[Directions] Keep each line of the material that includes "DayBucket", and leave out the rest.

-- Available records follows --

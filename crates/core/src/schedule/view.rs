//! Calendar view adapter - orchestrates the scheduling pipeline.
//!
//! Normalize → group → per-day stable sort → density annotation → optional
//! week restriction. Each build is a pure, synchronous computation over its
//! input snapshot; the returned structure is independent of the caller's
//! task list and fully supersedes any earlier result.

use std::collections::BTreeMap;
use std::sync::Arc;

use chrono::{Days, NaiveDate, Weekday};
use planboard_domain::{
    BuildOptions, BuildWarning, CalendarStructure, DateInput, DayBucket, PlanboardError, Result,
    Task, WeekDays,
};
use tracing::warn;

use super::cache::ProjectCodeCache;
use super::density::classify_day;
use super::normalize::{format_local, normalize, parse_local};
use super::ports::{CalendarEvent, Clock};
use super::priority::compare;
use super::week::{group_by_week_and_day, PlacedTask};

/// Builds immutable calendar structures from raw task lists.
///
/// Re-entrant: every call produces a fresh snapshot; there is no incremental
/// patching and no error state. Malformed individual tasks degrade via the
/// per-task today-fallback instead of aborting the batch.
pub struct CalendarView {
    clock: Arc<dyn Clock>,
    code_cache: Option<Arc<ProjectCodeCache>>,
}

impl CalendarView {
    /// Create a view adapter with the given local-date source.
    pub fn new(clock: Arc<dyn Clock>) -> Self {
        Self { clock, code_cache: None }
    }

    /// Attach the known-code cache used for data-quality warnings.
    pub fn with_code_cache(mut self, cache: Arc<ProjectCodeCache>) -> Self {
        self.code_cache = Some(cache);
        self
    }

    /// Build the `week → day → ordered-task` structure for `tasks`.
    ///
    /// Tasks with a missing or unparsable date are placed on "today" and
    /// recorded in the structure's warnings - visible on the calendar rather
    /// than silently dropped. When `weeks_to_show` is set the result is
    /// restricted to exactly those week keys, contents unchanged.
    pub fn build(&self, tasks: &[Task], options: &BuildOptions) -> CalendarStructure {
        let today = self.clock.today();
        let mut warnings = Vec::new();
        let mut placed = Vec::with_capacity(tasks.len());

        for task in tasks {
            let date = self.place_date(task, today, &mut warnings);
            self.check_project_code(task, &mut warnings);
            placed.push(PlacedTask { task: task.clone(), date });
        }

        let mut weeks: BTreeMap<String, WeekDays> = BTreeMap::new();
        for (key, days) in group_by_week_and_day(placed) {
            let mut buckets = WeekDays::new();
            for (day, mut day_tasks) in days {
                // slice::sort_by is stable: ordinary tasks keep authored order
                day_tasks.sort_by(|a, b| compare(a, b));
                let density = classify_day(&day_tasks);
                buckets.insert(day, DayBucket { tasks: day_tasks, dense: density.dense });
            }
            weeks.insert(key, buckets);
        }

        if let Some(show) = &options.weeks_to_show {
            weeks.retain(|key, _| show.iter().any(|wanted| wanted == key));
        }

        CalendarStructure { weeks, warnings }
    }

    /// Week keys for the two-week preview: the Monday of the week preceding
    /// `iso_week` (`"YYYY-Www"`), then the Monday of `iso_week` itself.
    ///
    /// # Errors
    /// `InvalidDate` for a malformed week identifier.
    pub fn preview_week_keys(iso_week: &str) -> Result<[String; 2]> {
        let monday = monday_of_iso_week(iso_week)?;
        let previous = monday - Days::new(7);
        Ok([format_local(previous), format_local(monday)])
    }

    fn place_date(
        &self,
        task: &Task,
        today: NaiveDate,
        warnings: &mut Vec<BuildWarning>,
    ) -> NaiveDate {
        match normalize(task.effective_date(), today) {
            Ok(normalized) => {
                if normalized.fell_back {
                    warn!(task_id = %task.id, "task has no usable date; placing on today");
                    warnings.push(BuildWarning::MissingDate { task_id: task.id.clone() });
                }
                normalized.date
            }
            Err(err) => {
                let raw = match task.effective_date() {
                    Some(DateInput::Text(raw)) => raw.clone(),
                    _ => String::new(),
                };
                warn!(task_id = %task.id, error = %err, "unparsable task date; placing on today");
                warnings.push(BuildWarning::UnparsableDate { task_id: task.id.clone(), raw });
                today
            }
        }
    }

    fn check_project_code(&self, task: &Task, warnings: &mut Vec<BuildWarning>) {
        let Some(cache) = &self.code_cache else { return };
        // Unpopulated cache: the catalog has not synced, skip the check
        if cache.is_empty() {
            return;
        }
        let Some(code) = task.project_code.as_deref() else { return };

        if !cache.contains(code) {
            warn!(task_id = %task.id, code = %code, "task references unknown project code");
            warnings.push(BuildWarning::UnknownProjectCode {
                task_id: task.id.clone(),
                code: code.to_string(),
            });
        }
    }
}

/// Project a built structure onto the host widget's event model: one all-day
/// event per task, `start` = the task's canonical date.
pub fn events_for(structure: &CalendarStructure) -> Vec<CalendarEvent> {
    let mut events = Vec::with_capacity(structure.task_count());

    for (week, days) in &structure.weeks {
        let Ok(monday) = parse_local(week) else { continue };
        for (day, bucket) in days {
            // Invert the Sunday-last layout: Monday is offset 0, Sunday 6
            let offset = if *day == 0 { 6 } else { u64::from(*day) - 1 };
            let date = monday + Days::new(offset);
            for task in &bucket.tasks {
                events.push(CalendarEvent {
                    id: task.id.clone(),
                    title: task.name.clone(),
                    start: date,
                    all_day: true,
                });
            }
        }
    }

    events
}

fn monday_of_iso_week(iso_week: &str) -> Result<NaiveDate> {
    let trimmed = iso_week.trim();
    let (year_part, week_part) = trimmed
        .split_once("-W")
        .ok_or_else(|| PlanboardError::InvalidDate(trimmed.to_string()))?;

    let year: i32 =
        year_part.parse().map_err(|_| PlanboardError::InvalidDate(trimmed.to_string()))?;
    let week: u32 =
        week_part.parse().map_err(|_| PlanboardError::InvalidDate(trimmed.to_string()))?;

    NaiveDate::from_isoywd_opt(year, week, Weekday::Mon)
        .ok_or_else(|| PlanboardError::InvalidDate(trimmed.to_string()))
}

-- Available records concluded --

[Output of the task]
    BuildOptions, BuildWarning, CalendarStructure, DateInput, DayBucket, PlanboardError, Result,
                buckets.insert(day, DayBucket { tasks: day_tasks, dense: density.dense });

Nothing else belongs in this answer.